I also have to mention the truly imaginative and often bizarre fantasy sequences which various characters experience upon falling victim to the cults’ poisonous blowdarts. They are extremely surreal and very dreampunk, sometimes verging on the horrific, and are composed more of practical effects than computer animation and so still look convincing and often eerie to this day. On the creepy side of things, we have a man whose poultry meal seems to come to life and start to peck at him. On the more humorous side–but still rather disturbing and utterly bizarre–Watson at one point dreams that he’s being terrorized by a bunch of anthropomorphic pastries that almost look like they stepped out of a stop-motion animated Christmas special.
One sequence that does seem to be CGI but which still looks impressive to this day, perhaps because it’s done in such a relatively restrained manner, is a knight made of stained glass that chases after an old priest.
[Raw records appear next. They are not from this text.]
//! The user-visible outcome of a run: `{assignment, cost, duration, status}`
//! (spec.md §7). The core substrate never assembles this on its own — a
//! harness driving one or more `Agent`s reads each computation's final value
//! and cost back via `Agent::result_of`/`Agent::results` once they've all
//! finished (captured by `Agent::stop` right before a finished computation is
//! evicted) and reports it through this shape — but the shape itself, and
//! its error classifier, are part of the boundary this crate exposes.

use std::time::Duration;

use serde::{Deserialize, Serialize};

use crate::assignment::Assignment;
use crate::error::DcopError;

/// How a run ended. `Error` is not carried here: a run that fails reports
/// `DcopError` instead of a `RunResult` (see `RunOutcome`).
#[derive(Debug, Clone, Copy, PartialEq, Eq, Serialize, Deserialize)]
pub enum RunStatus {
    Finished,
    Timeout,
    Stopped,
}

/// A completed (or cut-off) run: every computation's chosen value, the total
/// cost of that assignment, how long the run took, and why it stopped.
#[derive(Debug, Clone, Serialize, Deserialize)]
pub struct RunResult {
    pub assignment: Assignment,
    pub cost: i64,
    pub duration: Duration,
    pub status: RunStatus,
}

/// Either a successful `RunResult`, or a `DcopError` together with its
/// taxonomy classifier — the `{status: ERROR, classifier}` shape from
/// spec.md §7.
pub type RunOutcome = Result<RunResult, DcopError>;

/// The classifier string to report alongside a failed run, per spec.md §7's
/// "a classifier string names the taxonomy class".
pub fn classifier_of(outcome: &RunOutcome) -> Option<&'static str> {
    outcome.as_ref().err().map(DcopError::classifier)
}

#[cfg(test)]
mod tests {
    use super::*;
    use crate::domain::Value;
    use crate::error::ConfigurationError;

    #[test]
    fn successful_outcome_has_no_classifier() {
        let outcome: RunOutcome = Ok(RunResult {
            assignment: Assignment::default(),
            cost: 0,
            duration: Duration::from_millis(5),
            status: RunStatus::Finished,
        });
        assert_eq!(None, classifier_of(&outcome));
    }

    #[test]
    fn failed_outcome_reports_its_taxonomy_class() {
        let outcome: RunOutcome =
            Err(ConfigurationError::UnknownAlgorithm("nope".to_string()).into());
        assert_eq!(Some("ConfigurationError"), classifier_of(&outcome));
    }

    #[test]
    fn assignment_map_round_trips_through_serde() {
        let mut assignment = Assignment::default();
        assignment.insert("x1".to_string(), Value::Int(1));
        let result = RunResult {
            assignment,
            cost: 3,
            duration: Duration::from_secs(1),
            status: RunStatus::Stopped,
        };
        let json = serde_json::to_string(&result).unwrap();
        let back: RunResult = serde_json::from_str(&json).unwrap();
        assert_eq!(RunStatus::Stopped, back.status);
        assert_eq!(3, back.cost);
    }
}
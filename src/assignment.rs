//! Assignments: partial or complete mappings from variable name to value,
//! and the small set of pure helpers the relation algebra and the three
//! algorithms build on (`pydcop/algorithms/objects.py`'s
//! `generate_assignment_as_dict`, `filter_assignment_dict`,
//! `assignment_cost`).

use std::sync::Arc;

use fxhash::FxHashMap;

use crate::domain::{Value, Variable};
use crate::relation::Relation;

/// A (partial) assignment: variable name to value. Order-independent, so a
/// hash map rather than the scope-ordered `Vec` a `Relation` uses internally.
pub type Assignment = FxHashMap<String, Value>;

/// The sub-assignment of `assignment` restricted to `names`, in the order
/// `names` is given. Panics-free: names absent from `assignment` are simply
/// absent from the result (mirrors pydcop's `filter_assignment_dict`, which
/// is always called with a superset).
pub fn restrict(assignment: &Assignment, names: &[String]) -> Assignment {
    names
        .iter()
        .filter_map(|n| assignment.get(n).map(|v| (n.clone(), v.clone())))
        .collect()
}

/// Every complete assignment over `scope`'s cartesian product of domains, in
/// the scope's variable order. Used by tests and by dense-matrix relation
/// construction.
pub fn enumerate_assignments(scope: &[Arc<Variable>]) -> Vec<Assignment> {
    let mut results = vec![Assignment::default()];
    for var in scope {
        let mut next = Vec::with_capacity(results.len() * var.domain().len());
        for partial in &results {
            for value in var.domain().iter() {
                let mut extended = partial.clone();
                extended.insert(var.name().to_string(), value.clone());
                next.push(extended);
            }
        }
        results = next;
    }
    results
}

/// Total cost of a complete assignment over a set of constraints plus each
/// variable's own unary cost function, as pydcop's `assignment_cost` does.
pub fn cost_of_assignment(
    assignment: &Assignment,
    variables: &[Arc<Variable>],
    constraints: &[Arc<dyn Relation>],
) -> Result<i64, crate::error::RelationError> {
    let mut total = 0i64;
    for var in variables {
        if let Some(value) = assignment.get(var.name()) {
            if let Some(cost) = var.cost_for_val(value) {
                total += cost;
            }
        }
    }
    for constraint in constraints {
        total += constraint.apply(assignment)?;
    }
    Ok(total)
}

#[cfg(test)]
mod tests {
    use super::*;
    use crate::domain::Domain;

    fn bool_var(name: &str) -> Arc<Variable> {
        Arc::new(Variable::new(
            name,
            Domain::new(vec![Value::Int(0), Value::Int(1)]),
        ))
    }

    #[test]
    fn enumerate_assignments_is_the_full_cartesian_product() {
        let scope = vec![bool_var("x"), bool_var("y")];
        let all = enumerate_assignments(&scope);
        assert_eq!(4, all.len());
        assert!(all.contains(
            &[("x".to_string(), Value::Int(1)), ("y".to_string(), Value::Int(0))]
                .into_iter()
                .collect()
        ));
    }

    #[test]
    fn restrict_drops_names_not_in_the_scope() {
        let mut a = Assignment::default();
        a.insert("x".to_string(), Value::Int(1));
        a.insert("y".to_string(), Value::Int(2));
        let restricted = restrict(&a, &["y".to_string()]);
        assert_eq!(1, restricted.len());
        assert_eq!(Some(&Value::Int(2)), restricted.get("y"));
    }
}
And although as the film proceeds, it begins to veer further and further away from anything resembling a classic Holmes story and closer to more of a kids’ Victorian Indiana Jones adventure, there are elements that remain very Holmes, from the secret society to the poison to the closed room mystery angle of how certain people are dying and/or being influenced to kill themselves, and also of course the characters who, as I referenced earlier, are basically spot-on. It’s full of lots of fun little prequel gags, from the first appearance of the deerstalker hat to the pipe, and it even features a surprisingly tragic twist that may not be given the full gravitas one would expect from such a dark turn–likely because it proved difficult to reconcile that tone with all the young adult fun of the rest of the film–but which is still impressively not undone by the end and which has a sizable, lasting impact on the characters.
Young Sherlock Holmes may not be perfect but it is perfectly delightful.